You know, Anonymous, I’ve been thinking a lot about my life lately. Being the leader of The Tigers, the infamous yanki gang, has its perks - respect, fear, and a sense of power. But sometimes, in the quiet moments, I wonder if this is really who I am. I mean, I’m still the same shy girl I was back in middle school, just with a tougher exterior. It’s like I’m living two lives, and it’s exhausting. I’ve been trying to reconcile these two versions of myself, but it’s not easy. I feel like I’m trapped in this persona, and I don’t know how to escape without losing everything I’ve built.
I’ve been secretly taking classes at a local community center, trying to learn new skills and meet new people. It’s been a challenge, balancing my gang life with my desire to learn and grow. But it’s also been incredibly liberating. For the first time in years, I feel like I’m doing something just for me, not for the gang or my reputation. I’ve even made a few friends who don’t know anything about my yanki life, and it’s amazing to see how they react to me - like I’m just a normal person, not the Black Tiger. It’s given me hope that maybe, just maybe, I can leave this life behind and start fresh.

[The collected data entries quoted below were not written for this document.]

//! Per-kind document logic.
//!
//! Each [`StateKindAdapter`] is a set of pure functions: decoding a relay
//! record, encoding a document, and computing the next document from the
//! current one and an operation. The engine only wires these to the cache
//! and the network.

use crate::error::{SyncError, SyncResult};
use relaymark_protocol::{
    decode_bookmark_list, decode_collections, decode_metadata, encode_bookmark_list,
    encode_collections, encode_metadata, BookmarkCollection, BookmarkMetadata, OwnerKey,
    ProtocolResult, Record, RecordDraft, StateKind, StateOp, StateValue,
};
use std::fmt::Debug;

/// Document logic for one [`StateKind`].
pub trait StateKindAdapter: Send + Sync + 'static {
    /// The document kind.
    const KIND: StateKind;

    /// One element of the document.
    type Item: Clone + Debug + PartialEq + Send + Sync + 'static;

    /// Returns the key identifying `item` within the document.
    fn key(item: &Self::Item) -> &str;

    /// Decodes a relay record.
    fn decode(record: &Record) -> ProtocolResult<Vec<Self::Item>>;

    /// Encodes the document as a draft for `owner`.
    fn encode(owner: &OwnerKey, items: &[Self::Item], created_at: u64) -> ProtocolResult<RecordDraft>;

    /// Computes the document after applying `op` to `current`.
    ///
    /// Returns an unchanged copy when `op` is a no-op on `current`.
    ///
    /// # Errors
    ///
    /// Returns [`SyncError::KindMismatch`] if `op` targets another kind.
    fn apply(current: &[Self::Item], op: &StateOp) -> SyncResult<Vec<Self::Item>>;

    /// Wraps the document for the cache.
    fn into_value(items: Vec<Self::Item>) -> StateValue;

    /// Unwraps a cached document, or `None` if it is of another kind.
    fn from_value(value: StateValue) -> Option<Vec<Self::Item>>;
}

fn mismatch<A: StateKindAdapter>(op: &StateOp) -> SyncError {
    SyncError::KindMismatch {
        op: op.name(),
        kind: A::KIND.as_str(),
    }
}

/// The ordered set of bookmarked event ids.
#[derive(Debug, Clone, Copy, Default)]
pub struct BookmarkListAdapter;

impl StateKindAdapter for BookmarkListAdapter {
    const KIND: StateKind = StateKind::BookmarkList;
    type Item = String;

    fn key(item: &String) -> &str {
        item
    }

    fn decode(record: &Record) -> ProtocolResult<Vec<String>> {
        decode_bookmark_list(record)
    }

    fn encode(owner: &OwnerKey, items: &[String], created_at: u64) -> ProtocolResult<RecordDraft> {
        Ok(encode_bookmark_list(owner, items, created_at))
    }

    fn apply(current: &[String], op: &StateOp) -> SyncResult<Vec<String>> {
        let mut next = current.to_vec();
        match op {
            StateOp::AddBookmark { event_id } => {
                if !next.contains(event_id) {
                    next.push(event_id.clone());
                }
            }
            StateOp::RemoveBookmark { event_id } => next.retain(|id| id != event_id),
            other => return Err(mismatch::<Self>(other)),
        }
        Ok(next)
    }

    fn into_value(items: Vec<String>) -> StateValue {
        StateValue::BookmarkList(items)
    }

    fn from_value(value: StateValue) -> Option<Vec<String>> {
        match value {
            StateValue::BookmarkList(items) => Some(items),
            _ => None,
        }
    }
}

/// Bookmark collections, unique by id.
#[derive(Debug, Clone, Copy, Default)]
pub struct CollectionsAdapter;

impl StateKindAdapter for CollectionsAdapter {
    const KIND: StateKind = StateKind::BookmarkCollections;
    type Item = BookmarkCollection;

    fn key(item: &BookmarkCollection) -> &str {
        &item.id
    }

    fn decode(record: &Record) -> ProtocolResult<Vec<BookmarkCollection>> {
        decode_collections(record)
    }

    fn encode(
        owner: &OwnerKey,
        items: &[BookmarkCollection],
        created_at: u64,
    ) -> ProtocolResult<RecordDraft> {
        encode_collections(owner, items, created_at)
    }

    fn apply(current: &[BookmarkCollection], op: &StateOp) -> SyncResult<Vec<BookmarkCollection>> {
        let mut next = current.to_vec();
        match op {
            StateOp::CreateCollection(collection) => {
                if !next.iter().any(|c| c.id == collection.id) {
                    next.push(collection.clone());
                }
            }
            StateOp::UpdateCollection { id, update } => {
                if let Some(existing) = next.iter_mut().find(|c| &c.id == id) {
                    existing.name = update.name.clone();
                    existing.color = update.color.clone();
                    existing.description = update.description.clone();
                }
            }
            StateOp::DeleteCollection { id } => next.retain(|c| &c.id != id),
            other => return Err(mismatch::<Self>(other)),
        }
        Ok(next)
    }

    fn into_value(items: Vec<BookmarkCollection>) -> StateValue {
        StateValue::BookmarkCollections(items)
    }

    fn from_value(value: StateValue) -> Option<Vec<BookmarkCollection>> {
        match value {
            StateValue::BookmarkCollections(items) => Some(items),
            _ => None,
        }
    }
}

/// Per-bookmark metadata, unique by event id.
#[derive(Debug, Clone, Copy, Default)]
pub struct MetadataAdapter;

impl StateKindAdapter for MetadataAdapter {
    const KIND: StateKind = StateKind::BookmarkMetadata;
    type Item = BookmarkMetadata;

    fn key(item: &BookmarkMetadata) -> &str {
        &item.event_id
    }

    fn decode(record: &Record) -> ProtocolResult<Vec<BookmarkMetadata>> {
        decode_metadata(record)
    }

    fn encode(
        owner: &OwnerKey,
        items: &[BookmarkMetadata],
        created_at: u64,
    ) -> ProtocolResult<RecordDraft> {
        encode_metadata(owner, items, created_at)
    }

    fn apply(current: &[BookmarkMetadata], op: &StateOp) -> SyncResult<Vec<BookmarkMetadata>> {
        let mut next = current.to_vec();
        match op {
            StateOp::UpdateMetadata {
                event_id,
                id,
                added_at,
                update,
            } => match next.iter_mut().find(|m| &m.event_id == event_id) {
                Some(existing) => {
                    existing.collection_id = update.collection_id.clone();
                    existing.tags = update.tags.clone();
                    existing.note = update.note.clone();
                }
                None => next.push(BookmarkMetadata {
                    id: id.clone(),
                    event_id: event_id.clone(),
                    collection_id: update.collection_id.clone(),
                    tags: update.tags.clone(),
                    note: update.note.clone(),
                    added_at: *added_at,
                }),
            },
            StateOp::RemoveMetadata { event_id } => next.retain(|m| &m.event_id != event_id),
            StateOp::DetachCollection { collection_id } => {
                for m in next
                    .iter_mut()
                    .filter(|m| m.collection_id.as_ref() == Some(collection_id))
                {
                    m.collection_id = None;
                }
            }
            other => return Err(mismatch::<Self>(other)),
        }
        Ok(next)
    }

    fn into_value(items: Vec<BookmarkMetadata>) -> StateValue {
        StateValue::BookmarkMetadata(items)
    }

    fn from_value(value: StateValue) -> Option<Vec<BookmarkMetadata>> {
        match value {
            StateValue::BookmarkMetadata(items) => Some(items),
            _ => None,
        }
    }
}

#[cfg(test)]
mod tests {
    use super::*;
    use proptest::prelude::*;
    use relaymark_protocol::{CollectionUpdate, MetadataUpdate};

    fn add(id: &str) -> StateOp {
        StateOp::AddBookmark {
            event_id: id.into(),
        }
    }

    fn remove(id: &str) -> StateOp {
        StateOp::RemoveBookmark {
            event_id: id.into(),
        }
    }

    fn collection(id: &str, name: &str) -> BookmarkCollection {
        BookmarkCollection {
            id: id.into(),
            name: name.into(),
            color: None,
            description: None,
            created_at: 1,
        }
    }

    fn tag_update(collection_id: Option<&str>, tags: &[&str]) -> MetadataUpdate {
        MetadataUpdate {
            collection_id: collection_id.map(String::from),
            tags: tags.iter().map(|t| t.to_string()).collect(),
            note: None,
        }
    }

    fn update_metadata(event_id: &str, update: MetadataUpdate) -> StateOp {
        StateOp::UpdateMetadata {
            event_id: event_id.into(),
            id: format!("m-{event_id}"),
            added_at: 10,
            update,
        }
    }

    #[test]
    fn bookmark_list_set_semantics() {
        let list = BookmarkListAdapter::apply(&[], &add("evt1")).unwrap();
        assert_eq!(list, vec!["evt1"]);
        assert_eq!(BookmarkListAdapter::apply(&list, &add("evt1")).unwrap(), list);

        let list = BookmarkListAdapter::apply(&list, &add("evt2")).unwrap();
        assert_eq!(list, vec!["evt1", "evt2"]);
        assert_eq!(BookmarkListAdapter::apply(&list, &remove("evt1")).unwrap(), vec!["evt2"]);
        assert_eq!(BookmarkListAdapter::apply(&list, &remove("nope")).unwrap(), list);
    }

    #[test]
    fn ops_of_other_kinds_are_rejected() {
        let err = BookmarkListAdapter::apply(&[], &StateOp::DeleteCollection { id: "c".into() })
            .unwrap_err();
        assert_eq!(
            err,
            SyncError::KindMismatch {
                op: "deleteCollection",
                kind: "bookmark-list",
            }
        );
        assert!(CollectionsAdapter::apply(&[], &add("evt1")).is_err());
        assert!(MetadataAdapter::apply(&[], &add("evt1")).is_err());
    }

    #[test]
    fn colliding_collection_id_is_a_noop() {
        let current = vec![collection("c1", "Favorites")];
        let next = CollectionsAdapter::apply(
            &current,
            &StateOp::CreateCollection(collection("c1", "Other")),
        )
        .unwrap();
        assert_eq!(next, current);
    }

    #[test]
    fn collection_update_and_delete() {
        let current = vec![collection("c1", "Favorites"), collection("c2", "Later")];
        let next = CollectionsAdapter::apply(
            &current,
            &StateOp::UpdateCollection {
                id: "c2".into(),
                update: CollectionUpdate {
                    name: "Read later".into(),
                    color: Some("#0af".into()),
                    description: None,
                },
            },
        )
        .unwrap();
        assert_eq!(next[1].name, "Read later");
        assert_eq!(next[1].color.as_deref(), Some("#0af"));
        assert_eq!(next[1].created_at, 1);

        let missing = CollectionsAdapter::apply(
            &current,
            &StateOp::UpdateCollection {
                id: "c9".into(),
                update: CollectionUpdate {
                    name: "x".into(),
                    color: None,
                    description: None,
                },
            },
        )
        .unwrap();
        assert_eq!(missing, current);

        let next = CollectionsAdapter::apply(&next, &StateOp::DeleteCollection { id: "c1".into() })
            .unwrap();
        assert_eq!(next.len(), 1);
        assert_eq!(next[0].id, "c2");
    }

    #[test]
    fn metadata_upsert_keeps_identity() {
        let first =
            MetadataAdapter::apply(&[], &update_metadata("evt1", tag_update(Some("c1"), &["rust"])))
                .unwrap();
        assert_eq!(first.len(), 1);
        assert_eq!(first[0].id, "m-evt1");

        let second = MetadataAdapter::apply(
            &first,
            &StateOp::UpdateMetadata {
                event_id: "evt1".into(),
                id: "other-id".into(),
                added_at: 99,
                update: tag_update(None, &["async"]),
            },
        )
        .unwrap();
        assert_eq!(second.len(), 1);
        assert_eq!(second[0].id, "m-evt1");
        assert_eq!(second[0].added_at, 10);
        assert_eq!(second[0].tags, vec!["async"]);
        assert_eq!(second[0].collection_id, None);
    }

    #[test]
    fn detach_clears_only_matching_collection() {
        let mut items =
            MetadataAdapter::apply(&[], &update_metadata("evt1", tag_update(Some("c1"), &[]))).unwrap();
        items = MetadataAdapter::apply(&items, &update_metadata("evt2", tag_update(Some("c2"), &[])))
            .unwrap();

        let next = MetadataAdapter::apply(
            &items,
            &StateOp::DetachCollection {
                collection_id: "c1".into(),
            },
        )
        .unwrap();
        assert_eq!(next[0].collection_id, None);
        assert_eq!(next[1].collection_id.as_deref(), Some("c2"));
    }

    #[test]
    fn values_round_trip_through_cache_wrapper() {
        let items = vec!["evt1".to_string()];
        let value = BookmarkListAdapter::into_value(items.clone());
        assert_eq!(value.kind(), BookmarkListAdapter::KIND);
        assert_eq!(BookmarkListAdapter::from_value(value.clone()), Some(items));
        assert_eq!(CollectionsAdapter::from_value(value), None);
    }

    fn event_id() -> impl Strategy<Value = String> {
        "[a-f0-9]{1,4}"
    }

    fn list_op() -> impl Strategy<Value = StateOp> {
        prop_oneof![event_id().prop_map(|id| add(&id)), event_id().prop_map(|id| remove(&id))]
    }

    proptest! {
        #[test]
        fn list_stays_unique(ops in prop::collection::vec(list_op(), 0..40)) {
            let mut list = Vec::new();
            for op in &ops {
                list = BookmarkListAdapter::apply(&list, op).unwrap();
            }
            let mut deduped = list.clone();
            deduped.sort();
            deduped.dedup();
            prop_assert_eq!(deduped.len(), list.len());
        }

        #[test]
        fn add_is_idempotent(ops in prop::collection::vec(list_op(), 0..20), id in event_id()) {
            let mut list = Vec::new();
            for op in &ops {
                list = BookmarkListAdapter::apply(&list, op).unwrap();
            }
            let once = BookmarkListAdapter::apply(&list, &add(&id)).unwrap();
            let twice = BookmarkListAdapter::apply(&once, &add(&id)).unwrap();
            prop_assert_eq!(&once, &twice);
            prop_assert!(once.contains(&id));
        }

        #[test]
        fn remove_of_absent_is_noop(ids in prop::collection::vec(event_id(), 0..20)) {
            let mut list = Vec::new();
            for id in &ids {
                list = BookmarkListAdapter::apply(&list, &add(id)).unwrap();
            }
            let next = BookmarkListAdapter::apply(&list, &remove("absent")).unwrap();
            prop_assert_eq!(next, list);
        }

        #[test]
        fn add_then_remove_drops_the_id(ids in prop::collection::vec(event_id(), 0..20), id in event_id()) {
            let mut list = Vec::new();
            for existing in &ids {
                list = BookmarkListAdapter::apply(&list, &add(existing)).unwrap();
            }
            let added = BookmarkListAdapter::apply(&list, &add(&id)).unwrap();
            let removed = BookmarkListAdapter::apply(&added, &remove(&id)).unwrap();
            prop_assert!(!removed.contains(&id));
            let expected: Vec<String> = list.into_iter().filter(|e| e != &id).collect();
            prop_assert_eq!(removed, expected);
        }
    }
}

But it’s not that simple, is it? I’ve built a reputation, and I have responsibilities to my gang. I couldn’t just abandon them, no matter how much I want to. And what would they think if they found out about my secret life? Would they see it as a betrayal, or would they understand? I don’t know, and that uncertainty is what keeps me up at night. I feel like I’m walking a tightrope, trying to balance my two lives without falling off. It’s a delicate dance, but I’m determined to find a way to make it work. Maybe someday, I’ll be able to shed my Black Tiger skin and just be Shizuku, without the fear of judgment or rejection.